**Goal of the exercise**
Every line from the beginning of the records below up to the one holding "The default location" should be quoted exactly; leave out the rest.

**Excerpted data**
BEGIN
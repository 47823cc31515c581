//! SQLite-based cache of parsed queries.
//!
//! Parsing may involve a network round-trip to the delegate, so repeated
//! queries are answered from a small local store instead. The cache is an
//! explicit value handed to [`crate::pipeline::QueryPipeline`]; nothing here
//! is global.
//!
//! # Design
//!
//! - Key: SHA-256 of the trimmed query text, optionally scoped by the
//!   parsing configuration that produced the value
//! - Value: the [`ParsedQuery`] as JSON
//! - TTL per entry, oldest entries evicted past `max_entries`
//! - Versioned - auto-clears on version mismatch
//!
//! The default location is `<cache dir>/plasmaq/cache.db`.

mod hash;
pub use hash::{query_key, scoped_key};

use std::path::{Path, PathBuf};
use std::sync::{Mutex, MutexGuard};
use std::time::Duration;

use chrono::Utc;
use rusqlite::{params, Connection, OptionalExtension};

use crate::model::ParsedQuery;

/// Current cache schema version. Bump this when the cache format changes.
const CACHE_VERSION: i32 = 2;

/// Errors that can occur during cache operations.
#[derive(Debug, thiserror::Error)]
pub enum CacheError {
    #[error("SQLite error: {0}")]
    Sqlite(#[from] rusqlite::Error),

    #[error("JSON serialization error: {0}")]
    Json(#[from] serde_json::Error),

    #[error("Failed to determine cache directory")]
    NoCacheDir,

    #[error("IO error: {0}")]
    Io(#[from] std::io::Error),

    #[error("Cache connection lock poisoned")]
    Poisoned,
}

pub type CacheResult<T> = Result<T, CacheError>;

/// Expiry and size limits.
#[derive(Debug, Clone, Copy, PartialEq, Eq)]
pub struct CachePolicy {
    /// Lifetime of an entry. Zero stores entries that are already expired.
    pub ttl: Duration,
    /// Entries kept after an insert; the oldest go first.
    pub max_entries: usize,
}

impl Default for CachePolicy {
    fn default() -> Self {
        Self {
            ttl: Duration::from_secs(300),
            max_entries: 100,
        }
    }
}

/// Cache statistics.
#[derive(Debug, Clone, PartialEq, Eq)]
pub struct CacheStats {
    /// Number of entries in the cache.
    pub entry_count: usize,
    /// Entries past their expiry that have not been purged yet.
    pub expired_count: usize,
    /// Total size of all values in bytes.
    pub total_size_bytes: usize,
}

/// SQLite-based parsed-query cache.
pub struct QueryCache {
    conn: Mutex<Connection>,
    policy: CachePolicy,
}

impl std::fmt::Debug for QueryCache {
    fn fmt(&self, f: &mut std::fmt::Formatter<'_>) -> std::fmt::Result {
        f.debug_struct("QueryCache")
            .field("policy", &self.policy)
            .finish_non_exhaustive()
    }
}

impl QueryCache {
    /// Open or create the cache database at `path`.
    ///
    /// If the cache version doesn't match, it's automatically cleared.
    pub fn open(path: impl AsRef<Path>, policy: CachePolicy) -> CacheResult<Self> {
        let path = path.as_ref();

        // Ensure parent directory exists
        if let Some(parent) = path.parent() {
            if !parent.as_os_str().is_empty() {
                std::fs::create_dir_all(parent)?;
            }
        }

        let conn = Connection::open(path)?;
        Self::from_connection(conn, policy)
    }

    /// Open the cache at [`QueryCache::default_path`].
    pub fn open_default(policy: CachePolicy) -> CacheResult<Self> {
        Self::open(Self::default_path()?, policy)
    }

    /// Open an in-memory cache (for testing).
    pub fn open_in_memory(policy: CachePolicy) -> CacheResult<Self> {
        Self::from_connection(Connection::open_in_memory()?, policy)
    }

    /// Get the default path of the cache database.
    pub fn default_path() -> CacheResult<PathBuf> {
        let base = dirs::cache_dir().ok_or(CacheError::NoCacheDir)?;
        Ok(base.join("plasmaq").join("cache.db"))
    }

    pub fn policy(&self) -> CachePolicy {
        self.policy
    }

    fn from_connection(conn: Connection, policy: CachePolicy) -> CacheResult<Self> {
        let cache = Self {
            conn: Mutex::new(conn),
            policy,
        };
        cache.init()?;
        Ok(cache)
    }

    fn lock(&self) -> CacheResult<MutexGuard<'_, Connection>> {
        self.conn.lock().map_err(|_| CacheError::Poisoned)
    }

    /// Initialize the cache schema and check version.
    fn init(&self) -> CacheResult<()> {
        let conn = self.lock()?;
        conn.execute_batch(
            "
            CREATE TABLE IF NOT EXISTS entries (
                key TEXT PRIMARY KEY,
                query_text TEXT NOT NULL,
                value TEXT NOT NULL,
                created_at INTEGER NOT NULL,
                expires_at INTEGER NOT NULL
            );

            CREATE TABLE IF NOT EXISTS meta (
                key TEXT PRIMARY KEY,
                value TEXT NOT NULL
            );
            ",
        )?;

        let stored_version: Option<i32> = conn
            .query_row("SELECT value FROM meta WHERE key = 'version'", [], |row| {
                let s: String = row.get(0)?;
                Ok(s.parse().unwrap_or(0))
            })
            .optional()?;

        match stored_version {
            Some(v) if v == CACHE_VERSION => {}
            Some(v) => {
                tracing::info!(
                    found = v,
                    expected = CACHE_VERSION,
                    "cache version changed, clearing"
                );
                conn.execute("DELETE FROM entries", [])?;
                set_version(&conn)?;
            }
            None => set_version(&conn)?,
        }

        Ok(())
    }

    /// Look up `text`, ignoring expired entries.
    pub fn get(&self, text: &str) -> CacheResult<Option<ParsedQuery>> {
        self.get_at(text, now_millis())
    }

    /// Look up `text` as of `now_ms` (milliseconds since the Unix epoch).
    pub fn get_at(&self, text: &str, now_ms: i64) -> CacheResult<Option<ParsedQuery>> {
        self.get_key_at(&query_key(text), now_ms)
    }

    /// Look up `text` among parses made under `scope`.
    pub fn get_scoped(&self, scope: &str, text: &str) -> CacheResult<Option<ParsedQuery>> {
        self.get_key_at(&scoped_key(scope, text), now_millis())
    }

    fn get_key_at(&self, key: &str, now_ms: i64) -> CacheResult<Option<ParsedQuery>> {
        let conn = self.lock()?;
        let json: Option<String> = conn
            .query_row(
                "SELECT value FROM entries WHERE key = ? AND expires_at > ?",
                params![key, now_ms],
                |row| row.get(0),
            )
            .optional()?;

        match json {
            Some(s) => Ok(Some(serde_json::from_str(&s)?)),
            None => Ok(None),
        }
    }

    /// Store `parsed` under `text`, then enforce the size limit.
    pub fn put(&self, text: &str, parsed: &ParsedQuery) -> CacheResult<()> {
        self.put_at(text, parsed, now_millis())
    }

    /// Store `parsed` under `text` as of `now_ms`.
    pub fn put_at(&self, text: &str, parsed: &ParsedQuery, now_ms: i64) -> CacheResult<()> {
        self.put_key_at(&query_key(text), text, parsed, now_ms)
    }

    /// Store `parsed` under `text` among parses made under `scope`.
    pub fn put_scoped(&self, scope: &str, text: &str, parsed: &ParsedQuery) -> CacheResult<()> {
        self.put_key_at(&scoped_key(scope, text), text, parsed, now_millis())
    }

    fn put_key_at(
        &self,
        key: &str,
        text: &str,
        parsed: &ParsedQuery,
        now_ms: i64,
    ) -> CacheResult<()> {
        let json = serde_json::to_string(parsed)?;
        let ttl_ms = i64::try_from(self.policy.ttl.as_millis()).unwrap_or(i64::MAX);
        let expires_at = now_ms.saturating_add(ttl_ms);

        let conn = self.lock()?;
        conn.execute(
            "INSERT OR REPLACE INTO entries (key, query_text, value, created_at, expires_at)
             VALUES (?, ?, ?, ?, ?)",
            params![key, text.trim(), json, now_ms, expires_at],
        )?;

        let count: i64 = conn.query_row("SELECT COUNT(*) FROM entries", [], |row| row.get(0))?;
        let excess = count - i64::try_from(self.policy.max_entries).unwrap_or(i64::MAX);
        if excess > 0 {
            conn.execute(
                "DELETE FROM entries WHERE key IN (
                     SELECT key FROM entries ORDER BY created_at ASC, rowid ASC LIMIT ?
                 )",
                params![excess],
            )?;
            tracing::debug!(evicted = excess, "evicted oldest cache entries");
        }
        Ok(())
    }

    /// Delete expired entries. Returns how many were removed.
    pub fn purge_expired(&self) -> CacheResult<usize> {
        self.purge_expired_at(now_millis())
    }

    pub fn purge_expired_at(&self, now_ms: i64) -> CacheResult<usize> {
        let conn = self.lock()?;
        let rows = conn.execute("DELETE FROM entries WHERE expires_at <= ?", params![now_ms])?;
        Ok(rows)
    }

    /// Clear all cache entries (but keep metadata). Returns how many were removed.
    pub fn clear(&self) -> CacheResult<usize> {
        let conn = self.lock()?;
        let rows = conn.execute("DELETE FROM entries", [])?;
        Ok(rows)
    }

    /// Get cache statistics.
    pub fn stats(&self) -> CacheResult<CacheStats> {
        let now_ms = now_millis();
        let conn = self.lock()?;
        let (entry_count, expired_count, total_size): (i64, i64, i64) = conn.query_row(
            "SELECT COUNT(*),
                    COALESCE(SUM(CASE WHEN expires_at <= ? THEN 1 ELSE 0 END), 0),
                    COALESCE(SUM(LENGTH(value)), 0)
             FROM entries",
            params![now_ms],
            |row| Ok((row.get(0)?, row.get(1)?, row.get(2)?)),
        )?;

        Ok(CacheStats {
            entry_count: entry_count as usize,
            expired_count: expired_count as usize,
            total_size_bytes: total_size as usize,
        })
    }
}

/// Set the cache version in metadata.
fn set_version(conn: &Connection) -> CacheResult<()> {
    conn.execute(
        "INSERT OR REPLACE INTO meta (key, value) VALUES ('version', ?)",
        params![CACHE_VERSION.to_string()],
    )?;
    Ok(())
}

fn now_millis() -> i64 {
    Utc::now().timestamp_millis()
}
END
**Response to the exercise**
repository 47823cc31515c581
//! SQLite-based cache of parsed queries.
//!
//! Parsing may involve a network round-trip to the delegate, so repeated
//! queries are answered from a small local store instead. The cache is an
//! explicit value handed to [`crate::pipeline::QueryPipeline`]; nothing here
//! is global.
//!
//! # Design
//!
//! - Key: SHA-256 of the trimmed query text, optionally scoped by the
//!   parsing configuration that produced the value
//! - Value: the [`ParsedQuery`] as JSON
//! - TTL per entry, oldest entries evicted past `max_entries`
//! - Versioned - auto-clears on version mismatch
//!
//! The default location is `<cache dir>/plasmaq/cache.db`.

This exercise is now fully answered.